Words By: Gerrod Harris

Following the release of 2014’s World On Fire (you can read my review here), Slash has been touring with Myles Kennedy and the Conspirators across the globe, along with their show opener, The Last International, and stopped in Toronto on September 23rd at the Sound Academy.

Taking the stage at roughly 8, The Last International began their set for a less than excited crowd. Their set, although only lasting a little more than half an hour, was great, which makes it rather unfortunate that they could only get what seemed like half of the audience to really get into their music. On the other hand, their style of politically charged protest music, with great emphasis on effect pedals (similar in the style of Tom Morello) made for an odd pairing at a Slash concert. Nonetheless, the band put on a highly entertaining set which consisted of only a few songs, each one packing a punch, and showcasing their versatility. Singer and bassist, Delila Paz, has a very melodic voice which adds direction to their riff based rock, and guitarist Edgey Pires tried his best to get the crowd cheering along by performing solos with one hand and using his pedal board for all that is was worth. Their set reached a climax during their final two songs, an acoustic cover of Neil Young’s “My My, Hey Hey (Out Of The Blue)” and then their explosive “1968” which ended with a building guitar solo which led to Pires tearing the strings off the neck and dragging the guitar off stage. While they may not have won over as much of the audience as they may have wanted, The Last International put it all out there and delivered a worthwhile set.
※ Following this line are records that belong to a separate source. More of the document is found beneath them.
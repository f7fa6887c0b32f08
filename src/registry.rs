//! Global schema registry
//!
//! The registry holds every global component of an include/import/redefine
//! closure, keyed by category and qualified name. It is built in two phases:
//! documents are added one by one (pass 1 output), then `resolve()` turns
//! name references into checked links, detects derivation cycles, and
//! precomputes the effective constraints of every named simple type. After
//! `resolve()` the registry is read-only and safe to share across threads.

use indexmap::IndexMap;
use std::collections::{HashMap, HashSet};
use std::sync::Arc;

use crate::builder::{SchemaDocument, TypeDef};
use crate::builtins::{Primitive, XsdValue};
use crate::components::{
    Category, Component, SimpleBase, SimpleTypeVariant, XsdAttribute, XsdAttributeGroup,
    XsdComplexType, XsdElement, XsdGroup, XsdNotation, XsdSimpleType,
};
use crate::error::{Error, NotBuiltError, ParseError, Result, ValidationError};
use crate::facets::{compose_restriction, EffectiveConstraints, WhiteSpace};
use crate::locations::normalize_location;
use crate::names::QName;
use crate::XSD_NAMESPACE;

/// A global type: built-in primitive, simple or complex definition
#[derive(Debug, Clone)]
pub enum XsdType {
    /// Built-in primitive from the XSD namespace
    Builtin(&'static Primitive),
    /// Simple type definition
    Simple(Arc<XsdSimpleType>),
    /// Complex type definition
    Complex(Arc<XsdComplexType>),
}

impl XsdType {
    /// Check if this is a simple type (built-ins included)
    pub fn is_simple(&self) -> bool {
        !matches!(self, XsdType::Complex(_))
    }

    /// Get the complex type definition, if any
    pub fn as_complex(&self) -> Option<&Arc<XsdComplexType>> {
        match self {
            XsdType::Complex(ct) => Some(ct),
            _ => None,
        }
    }
}

/// How the engine refers to a simple type: by name or inline definition
#[derive(Debug, Clone, Copy)]
pub enum SimpleHandle<'a> {
    /// A named type in the registry
    Named(&'a QName),
    /// An inline anonymous definition
    Inline(&'a XsdSimpleType),
}

/// The bottom of a restriction chain
#[derive(Debug, Clone)]
enum ChainRoot {
    Atomic(&'static Primitive),
    List(SimpleBase),
    Union(Vec<SimpleBase>),
}

/// A simple type resolved down to its primitive with composed constraints
#[derive(Debug)]
struct ResolvedChain {
    root: ChainRoot,
    constraints: EffectiveConstraints,
}

/// The global component registry
#[derive(Debug, Default)]
pub struct SchemaRegistry {
    /// Global type definitions (built-ins included)
    pub types: IndexMap<QName, XsdType>,
    /// Global element declarations
    pub elements: IndexMap<QName, Arc<XsdElement>>,
    /// Global attribute declarations
    pub attributes: IndexMap<QName, Arc<XsdAttribute>>,
    /// Named model group definitions
    pub groups: IndexMap<QName, Arc<XsdGroup>>,
    /// Named attribute group definitions
    pub attribute_groups: IndexMap<QName, Arc<XsdAttributeGroup>>,
    /// Notation declarations
    pub notations: IndexMap<QName, XsdNotation>,
    /// Originals displaced by xs:redefine, reachable as redefined bases
    redefined_types: IndexMap<QName, XsdType>,
    /// Composed constraint chains of named simple types
    chains: HashMap<QName, Arc<ResolvedChain>>,
    /// Normalized locations already processed (document cycle guard)
    seen_locations: HashSet<String>,
    /// Errors collected while adding documents and resolving
    errors: Vec<Error>,
    built: bool,
}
Guns N’Roses’ classic record, Appetite For Destruction, has long been one of my all-time favorite albums, and at one point, around the eighth grade, I would listen to it almost daily. Since then, I have been dying to see Slash live, but nearly each of his shows were nineteen plus events. Now, at twenty years old, and with the same admiration for Slash’s work throughout his career, especially his recent collaborations with Myles Kennedy, I could finally see one of my guitar heroes live. It goes without saying that my expectations were high, but I can happily say that Slash, Kennedy, and The Conspirators surpassed the bar I had set and put on a performance that I, and eighth grade me, thoroughly enjoyed. Kicking off their set with “You’re A Lie”, it was clear that the band was diving straight into a heavy, and hard rocking show, especially when they pulled out “Nightrain” for their second song. The nearly sold out audience was filled with a mixed bag of people; some were Slash super fans, while others were more of the traditionalist, original lineup Guns fans. Whichever side of the spectrum which you classified yourself in did not matter; after witnessing the raw energy and sheer unrelenting force in which the band performed just the first two songs, everyone was excited for what else was to come.

The set progressed and included a fair balance between more classic Guns N’ Roses tracks, none of which Kennedy actually had to sing, as everyone seemed to know all the words (including “You Could Be Mine” and “Civil War”), and material from Slash’s last three solo records. “Back From Cali”, the first track to ever see Kennedy duet with Slash, with the soulful, finger picked melody which is almost iconic by now, was performed with much grace and excellence. At about the halfway mark, Kennedy left the stage, allowing for bassist Todd Kerns to sing lead vocals over “Doctor Alibi”, normally sung by Motörhead’s Lemmy Kilmister. While he may not growl like Lemmy, he handled the song well. Immediately following the big rock ending used to conclude “Doctor Alibi”, Slash stood center stage and ripped into the iconic riff for “Welcome To The Jungle”, and everyone just about lost it. Kerns once again lead through the explosive rendition of the Guns hit. This was followed up by the haunting and very heavy “Beneath The Savage Sun” where Kennedy once again joined the band. Other highlights included the power ballad “Bent To Fly”, which was one of the few songs off of World On Fire which got nearly everyone singing along to the very catchy chorus, and an extended version of “Rocket Queen”, featuring a near ten minute guitar solo after the second chorus. Slash truly indulged during this solo. Of course each of the solos he delivered, of the over twenty throughout the night, were incredible and fiery, but this one was far more funky and bluesy, as opposed to most of the others where he placed more emphasis on shredding. By creating various peaks of intensity, and blending the previously mentioned styles with some abstract, but sophisticated noodling, Slash performed a remarkable solo which did not feel too drawn out, a common problem with extended solos.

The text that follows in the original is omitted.